==== Provided data

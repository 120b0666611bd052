/// Identifies one issued request. Later tickets compare greater.
#[derive(Debug, Clone, Copy, PartialEq, Eq, PartialOrd, Ord, Hash, Default)]
pub struct Ticket(u64);

/// Monotonic request-generation counter.
///
/// A list page takes a ticket before each fetch and applies the response
/// only if the ticket is still current, so a slow response for an older
/// query never overwrites the rows of a newer one.
#[derive(Debug, Clone, Default, PartialEq, Eq)]
pub struct RequestGuard {
    latest: u64,
}

impl RequestGuard {
    pub fn new() -> Self {
        Self::default()
    }

    /// Start a new generation, superseding every earlier ticket.
    pub fn issue(&mut self) -> Ticket {
        self.latest += 1;
        Ticket(self.latest)
    }

    pub fn is_current(&self, ticket: Ticket) -> bool {
        ticket.0 == self.latest
    }
}

#[cfg(test)]
mod tests {
    use super::*;

    #[test]
    fn newest_ticket_is_current() {
        let mut guard = RequestGuard::new();
        let first = guard.issue();
        assert!(guard.is_current(first));
        let second = guard.issue();
        assert!(second > first);
        assert!(guard.is_current(second));
        assert!(!guard.is_current(first));
    }

    #[test]
    fn superseded_response_is_dropped() {
        let mut guard = RequestGuard::new();
        let slow = guard.issue();
        let fast = guard.issue();
        // fast resolves first and is applied; slow arrives later and is not
        assert!(guard.is_current(fast));
        assert!(!guard.is_current(slow));
    }
}
//! Admin endpoint calls.

use shared_types::{
    AppError, Contract, Job, ListQuery, LoginRequest, LoginResponse, Payment, PlatformStats,
    Rating, UserAccount, UserQuery, VerifyKycRequest,
};

use crate::http::ApiClient;

fn user_path(id: &str) -> String {
    format!("/admin/users/{}", urlencoding::encode(id))
}

impl ApiClient {
    /// `POST /auth/login`
    pub async fn login(&self, email: &str, password: &str) -> Result<LoginResponse, AppError> {
        let body = LoginRequest {
            email: email.trim().to_string(),
            password: password.to_string(),
        };
        let response: LoginResponse = self.post("/auth/login", &body).await?;
        tracing::info!(email = %response.user.email, "Admin signed in");
        Ok(response)
    }

    /// `GET /admin/users` filtered by role, search text and KYC status.
    pub async fn list_users(&self, query: &UserQuery) -> Result<Vec<UserAccount>, AppError> {
        self.get("/admin/users", query).await
    }

    /// `GET /admin/users/{id}`
    pub async fn get_user(&self, id: &str) -> Result<UserAccount, AppError> {
        self.get(&user_path(id), &()).await
    }

    /// `POST /admin/users/{id}/verify`, returning the updated account.
    pub async fn verify_kyc(
        &self,
        id: &str,
        request: &VerifyKycRequest,
    ) -> Result<UserAccount, AppError> {
        let updated: UserAccount = self
            .post(&format!("{}/verify", user_path(id)), request)
            .await?;
        tracing::info!(user_id = id, status = %request.status, "KYC decision recorded");
        Ok(updated)
    }

    pub async fn list_jobs(&self, query: &ListQuery) -> Result<Vec<Job>, AppError> {
        self.get("/admin/jobs", query).await
    }

    pub async fn list_contracts(&self, query: &ListQuery) -> Result<Vec<Contract>, AppError> {
        self.get("/admin/contracts", query).await
    }

    pub async fn list_payments(&self, query: &ListQuery) -> Result<Vec<Payment>, AppError> {
        self.get("/admin/payments", query).await
    }

    pub async fn list_ratings(&self, query: &ListQuery) -> Result<Vec<Rating>, AppError> {
        self.get("/admin/ratings", query).await
    }

    /// `GET /admin/stats` for the dashboard cards.
    pub async fn stats(&self) -> Result<PlatformStats, AppError> {
        self.get("/admin/stats", &()).await
    }
}
use axum::http::{Method, StatusCode};
use pretty_assertions::assert_eq;
use serde_json::json;
use shared_types::{AppErrorKind, UserRole};

use crate::common::MockBackend;

#[tokio::test]
async fn test_login_returns_token_and_admin() {
    let backend = MockBackend::new()
        .post_ok(
            "/api/auth/login",
            json!({
                "token": "jwt-abc",
                "user": { "id": 1, "name": "Dewi", "email": "dewi@example.com", "role": "admin" }
            }),
        )
        .start()
        .await;

    let resp = backend
        .client()
        .login(" dewi@example.com ", "secret")
        .await
        .expect("login");

    assert_eq!(resp.token, "jwt-abc");
    assert_eq!(resp.user.id, "1");
    assert_eq!(resp.user.role, UserRole::Admin);

    let seen = backend.only_request().await;
    assert_eq!(seen.authorization, None);
    assert_eq!(
        seen.json_body(),
        json!({ "email": "dewi@example.com", "password": "secret" })
    );
}

#[tokio::test]
async fn test_bad_credentials_surface_backend_message() {
    let backend = MockBackend::new()
        .respond(
            Method::POST,
            "/api/auth/login",
            StatusCode::UNAUTHORIZED,
            json!({ "success": false, "message": "Invalid email or password" }).to_string(),
        )
        .start()
        .await;

    let err = backend
        .client()
        .login("dewi@example.com", "wrong")
        .await
        .unwrap_err();

    assert_eq!(err.kind, AppErrorKind::Unauthorized);
    assert_eq!(err.message, "Invalid email or password");
}
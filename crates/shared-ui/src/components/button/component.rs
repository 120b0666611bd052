use dioxus::prelude::*;

/// Visual variant for buttons.
#[derive(Debug, Clone, Copy, PartialEq, Default)]
pub enum ButtonVariant {
    #[default]
    Primary,
    Secondary,
    Destructive,
    Outline,
    Ghost,
}

impl ButtonVariant {
    fn class(&self) -> &'static str {
        match self {
            ButtonVariant::Primary => "primary",
            ButtonVariant::Secondary => "secondary",
            ButtonVariant::Destructive => "destructive",
            ButtonVariant::Outline => "outline",
            ButtonVariant::Ghost => "ghost",
        }
    }
}

#[derive(Debug, Clone, Copy, PartialEq, Default)]
pub enum ButtonSize {
    Small,
    #[default]
    Medium,
    /// Square button sized for a single icon.
    Icon,
}

impl ButtonSize {
    fn class(&self) -> &'static str {
        match self {
            ButtonSize::Small => "sm",
            ButtonSize::Medium => "md",
            ButtonSize::Icon => "icon",
        }
    }
}

#[derive(Props, Clone, PartialEq)]
pub struct ButtonProps {
    #[props(default)]
    pub variant: ButtonVariant,
    #[props(default)]
    pub size: ButtonSize,
    #[props(default = false)]
    pub disabled: bool,
    /// Disables the button and shows a spinner while an action is in flight.
    #[props(default = false)]
    pub loading: bool,
    /// `"button"` unless the button submits a form.
    #[props(default = "button".to_string(), into)]
    pub button_type: String,
    #[props(default)]
    pub onclick: Option<EventHandler<MouseEvent>>,
    #[props(extends = GlobalAttributes)]
    pub attributes: Vec<Attribute>,
    pub children: Element,
}

#[component]
pub fn Button(props: ButtonProps) -> Element {
    let base = vec![
        Attribute::new("class", "button", None, false),
        Attribute::new("data-style", props.variant.class(), None, false),
        Attribute::new("data-size", props.size.class(), None, false),
    ];
    let merged = dioxus_primitives::merge_attributes(vec![base, props.attributes]);

    rsx! {
        document::Link { rel: "stylesheet", href: asset!("./style.css") }
        button {
            r#type: "{props.button_type}",
            disabled: props.disabled || props.loading,
            "aria-busy": if props.loading { "true" } else { "false" },
            onclick: move |evt| {
                if let Some(handler) = &props.onclick {
                    handler.call(evt);
                }
            },
            ..merged,
            if props.loading {
                span { class: "button-spinner", "aria-hidden": "true" }
            }
            {props.children}
        }
    }
}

========

> **Aim of the task**: Look for the string "ButtonProps" in the entries above. Copy every line that has it.

> **Written answer**:
pub struct ButtonProps {
pub fn Button(props: ButtonProps) -> Element {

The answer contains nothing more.